The above evidence shows that the holobiont condition is not merely a subset of community ecology. The holobiont idea does involve the population dynamics of community ecology, but its proximate causes are not the same. They involve immunology, physiology, and developmental biology in its three major modes of cell differentiation, morphogenesis, and reproduction.
This integration of bodily physiology, immunology, and development makes the holobiont different from other ecological communities. It is obvious that anatomically, physiologically, immunologically, and developmentally an organism is a multigenomic, multispecies, organism. It deserves the name holobiont, if only to differentiate it from that mythical organism, the monogenomic individual, so beloved of classical evolutionary biology. We need a word that describes the organism as community, and holobiont works well. We must remember, though, that the holobiont concept was not proposed as a model for host-microbiome interactions; it was proposed as a model for organisms. The symbionts are not an "add-on" to the host. They participate in host physiology and the help construct the host developmentally. The host isn't a host until the symbionts have modified it to be so.
Classical evolutionary biology claimed that all evolution was a subset of population genetics. In so doing, it jettisoned developmental biology and the proximate causation that helps drive evolution. The proposal made here by Douglas and Inkpen would similarly jettison development to place the holobiont under the categories of microbial ecology.

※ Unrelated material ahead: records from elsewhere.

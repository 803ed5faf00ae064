// SYNOID Production Tools - FFmpeg Stream Work for Dubbing
// Copyright (c) 2026 Xing_The_Creator | SYNOID
//
// This module provides FFmpeg wrappers for:
// 1. ASR audio extraction (16 kHz mono PCM)
// 2. Voice sample normalization to WAV
// 3. Pitch-preserving tempo stretch (atempo)
// 4. Audio stream replacement (video stream copied)

use anyhow::{Context, Result};
use std::ffi::OsString;
use std::path::{Path, PathBuf};
use tokio::process::Command;
use tracing::{info, warn};

use crate::agent::collaborators::{DurationProbe, Muxer, TempoStretcher};
use crate::agent::source_tools::get_media_duration;
use crate::timeline::audio;

/// Result of a production operation
#[derive(Debug)]
pub struct ProductionResult {
    pub output_path: PathBuf,
    pub size_mb: f64,
}

/// Prefix relative paths that start with '-' so ffmpeg never reads them as flags.
pub fn safe_arg_path(path: &Path) -> PathBuf {
    if path.to_string_lossy().starts_with('-') {
        Path::new(".").join(path)
    } else {
        path.to_path_buf()
    }
}

/// Check if ffmpeg is installed and accessible
pub async fn check_ffmpeg() -> bool {
    Command::new("ffmpeg")
        .arg("-version")
        .output()
        .await
        .map(|o| o.status.success())
        .unwrap_or(false)
}

async fn run_ffmpeg(args: Vec<OsString>, what: &str) -> Result<()> {
    let output = Command::new("ffmpeg")
        .kill_on_drop(true)
        .args(&args)
        .output()
        .await
        .with_context(|| format!("Failed to execute ffmpeg for {}", what))?;

    if !output.status.success() {
        anyhow::bail!(
            "FFmpeg {} failed: {}",
            what,
            String::from_utf8_lossy(&output.stderr).trim()
        );
    }
    Ok(())
}

fn atempo_args(input: &Path, rate: f64, output: &Path) -> Vec<OsString> {
    vec![
        "-y".into(),
        "-nostdin".into(),
        "-i".into(),
        safe_arg_path(input).into(),
        "-filter:a".into(),
        format!("atempo={:.6}", rate).into(),
        "-vn".into(),
        safe_arg_path(output).into(),
    ]
}

fn mux_args(video: &Path, audio: &Path, output: &Path) -> Vec<OsString> {
    vec![
        "-y".into(),
        "-nostdin".into(),
        "-i".into(),
        safe_arg_path(video).into(),
        "-i".into(),
        safe_arg_path(audio).into(),
        "-c:v".into(),
        "copy".into(), // keep video as is
        "-map".into(),
        "0:v:0".into(),
        "-map".into(),
        "1:a:0".into(),
        "-shortest".into(),
        safe_arg_path(output).into(),
    ]
}

/// Extract the first audio track as 16 kHz mono PCM WAV for speech recognition.
pub async fn extract_audio_for_asr(video: &Path, output_wav: &Path) -> Result<()> {
    info!("[PROD] Extracting ASR audio: {:?}", video);
    let args: Vec<OsString> = vec![
        "-y".into(),
        "-nostdin".into(),
        "-i".into(),
        safe_arg_path(video).into(),
        "-vn".into(),
        "-acodec".into(),
        "pcm_s16le".into(),
        "-ar".into(),
        "16000".into(),
        "-ac".into(),
        "1".into(),
        safe_arg_path(output_wav).into(),
    ];
    run_ffmpeg(args, "audio extraction").await?;

    let size = std::fs::metadata(output_wav).map(|m| m.len()).unwrap_or(0);
    if size == 0 {
        anyhow::bail!("Audio extraction produced no data for {:?}", video);
    }
    Ok(())
}

/// Voice cloning wants a WAV prompt. Anything else (mp3, m4a...) is converted
/// into `work_dir`; WAV samples are used where they are.
pub async fn ensure_wav_sample(sample: &Path, work_dir: &Path) -> Result<PathBuf> {
    let is_wav = sample
        .extension()
        .and_then(|e| e.to_str())
        .map(|e| e.eq_ignore_ascii_case("wav"))
        .unwrap_or(false);
    if is_wav {
        return Ok(sample.to_path_buf());
    }

    let stem = sample
        .file_stem()
        .map(|s| s.to_string_lossy().to_string())
        .unwrap_or_else(|| "voice_sample".to_string());
    let output = work_dir.join(format!("{}.wav", stem));
    info!("[PROD] Converting voice sample {:?} -> {:?}", sample, output);

    let args: Vec<OsString> = vec![
        "-y".into(),
        "-nostdin".into(),
        "-i".into(),
        safe_arg_path(sample).into(),
        safe_arg_path(&output).into(),
    ];
    run_ffmpeg(args, "voice sample conversion").await?;
    Ok(output)
}

/// ffprobe / ffmpeg backed media operations for the dub pipeline.
#[derive(Debug, Clone, Default)]
pub struct FfmpegToolkit;

impl FfmpegToolkit {
    pub fn new() -> Self {
        Self
    }

    /// Replace the audio stream of `video` with `audio`.
    /// The muxed file only appears at `output` once ffmpeg has finished.
    pub async fn mux_video_with_audio(
        &self,
        video: &Path,
        audio: &Path,
        output: &Path,
    ) -> Result<ProductionResult> {
        for (what, p) in [("Video", video), ("Audio", audio)] {
            if !p.exists() {
                anyhow::bail!("{} not found: {:?}", what, p);
            }
        }

        let dir = output.parent().unwrap_or(Path::new("."));
        tokio::fs::create_dir_all(dir).await?;

        let ext = output
            .extension()
            .and_then(|e| e.to_str())
            .unwrap_or("mp4")
            .to_string();
        let scratch = tempfile::Builder::new()
            .prefix(".mux_")
            .suffix(&format!(".{}", ext))
            .tempfile_in(dir)
            .context("Create mux scratch file")?;

        info!("[PROD] Muxing dub track into {:?}", output);
        run_ffmpeg(mux_args(video, audio, scratch.path()), "mux").await?;

        scratch
            .persist(output)
            .map_err(|e| e.error)
            .context("Move muxed video into place")?;

        let size_mb = std::fs::metadata(output)?.len() as f64 / 1_048_576.0;
        info!("[PROD] Dubbed video saved: {:?} ({:.2} MB)", output, size_mb);

        Ok(ProductionResult {
            output_path: output.to_path_buf(),
            size_mb,
        })
    }
}

impl DurationProbe for FfmpegToolkit {
    async fn duration(&self, path: &Path) -> Result<f64> {
        get_media_duration(path).await
    }
}

impl TempoStretcher for FfmpegToolkit {
    async fn stretch(&self, input: &Path, rate: f64, output: &Path) -> Result<()> {
        if !(0.5..=100.0).contains(&rate) {
            warn!("[PROD] atempo {:.3} is outside what ffmpeg accepts", rate);
        }
        run_ffmpeg(atempo_args(input, rate, output), "tempo stretch").await
    }
}

impl Muxer for FfmpegToolkit {
    async fn mux(&self, video: &Path, audio: &Path, output: &Path) -> Result<()> {
        self.mux_video_with_audio(video, audio, output).await.map(|_| ())
    }
}

/// Header-only WAV duration, no subprocess. Suited to clip renders that are
/// known to be WAV.
#[derive(Debug, Clone, Default)]
pub struct WavDurationProbe;

impl DurationProbe for WavDurationProbe {
    async fn duration(&self, path: &Path) -> Result<f64> {
        let path = path.to_path_buf();
        tokio::task::spawn_blocking(move || audio::wav_duration(&path)).await?
    }
}

#[cfg(test)]
mod tests {
    use super::*;

    fn strings(args: &[OsString]) -> Vec<String> {
        args.iter().map(|a| a.to_string_lossy().to_string()).collect()
    }

    #[test]
    fn test_safe_arg_path() {
        assert_eq!(safe_arg_path(Path::new("-out.mp4")), Path::new("./-out.mp4"));
        assert_eq!(safe_arg_path(Path::new("out.mp4")), Path::new("out.mp4"));
    }

    #[test]
    fn test_atempo_args() {
        let args = strings(&atempo_args(Path::new("clip_0.wav"), 1.25, Path::new("-x.wav")));
        assert!(args.contains(&"atempo=1.250000".to_string()));
        assert_eq!(args.last().unwrap(), "./-x.wav");
    }

    #[test]
    fn test_mux_args_copy_video_and_replace_audio() {
        let args = strings(&mux_args(
            Path::new("in.mp4"),
            Path::new("dub.wav"),
            Path::new("out.mp4"),
        ));
        let joined = args.join(" ");
        assert!(joined.contains("-c:v copy"));
        assert!(joined.contains("-map 0:v:0"));
        assert!(joined.contains("-map 1:a:0"));
        assert!(joined.contains("-shortest"));
    }

    #[tokio::test]
    async fn test_wav_sample_passes_through() {
        let dir = tempfile::tempdir().unwrap();
        let sample = Path::new("voices/Speaker.WAV");
        let out = ensure_wav_sample(sample, dir.path()).await.unwrap();
        assert_eq!(out, sample);
    }

    #[tokio::test]
    async fn test_wav_probe() {
        let dir = tempfile::tempdir().unwrap();
        let path = dir.path().join("a.wav");
        audio::write_wav(&path, &vec![0.0; 4_000], 8_000).unwrap();
        let secs = WavDurationProbe.duration(&path).await.unwrap();
        assert!((secs - 0.5).abs() < 1e-9);
    }
}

The holobiont is an evolutionary unit. The holobionts are partly responsible for the phenotype of the organism, the variation that nature selects. And what gets selected is the holobiont "team," not the individual players. The pitcher or goalie doesn't go into the playoffs. The team does. Holobiont principles can even explain cases of pre-and post-zygotic reproductive isolation. But classical evolutionary theory does not model holobionts well, and the individuals cited in the Douglas and Inkpen paper (among others) are just starting to realistically model multigenomic organisms. Not only are there multiple genomes within the same organism, there are multiple simultaneous modes of hereditary transmission going on. In some cases, transmission is through the egg (like Wolbachia in fruit flies). In other cases (such as mammals or dung beetles), transmission of symbiotic genes occurs by infection at or near birth. In other cases (such as in the Euprymna squid and its Vibrio symbiont), what's inherited is the ability of the immune system to accept one type of bacteria and to exclude all others. Evolution has made organisms holobiont consortia, and evolutionary theory will have to conform to what an organism actually is. Holobionts add a new dimension to evolutionary theory, providing a whole new dimension and several new axes for evolutionary inheritances. Integrating microbial ecology with development, physiology, and immunology is going to be difficult but very interesting. The holobiont organism is a fact and evolution is an established theory. As Thomas Huxley wrote, "When an established theory meets an awkward, contradictory fact, it forces science into a painful but necessary evolution." Vivat holobiont!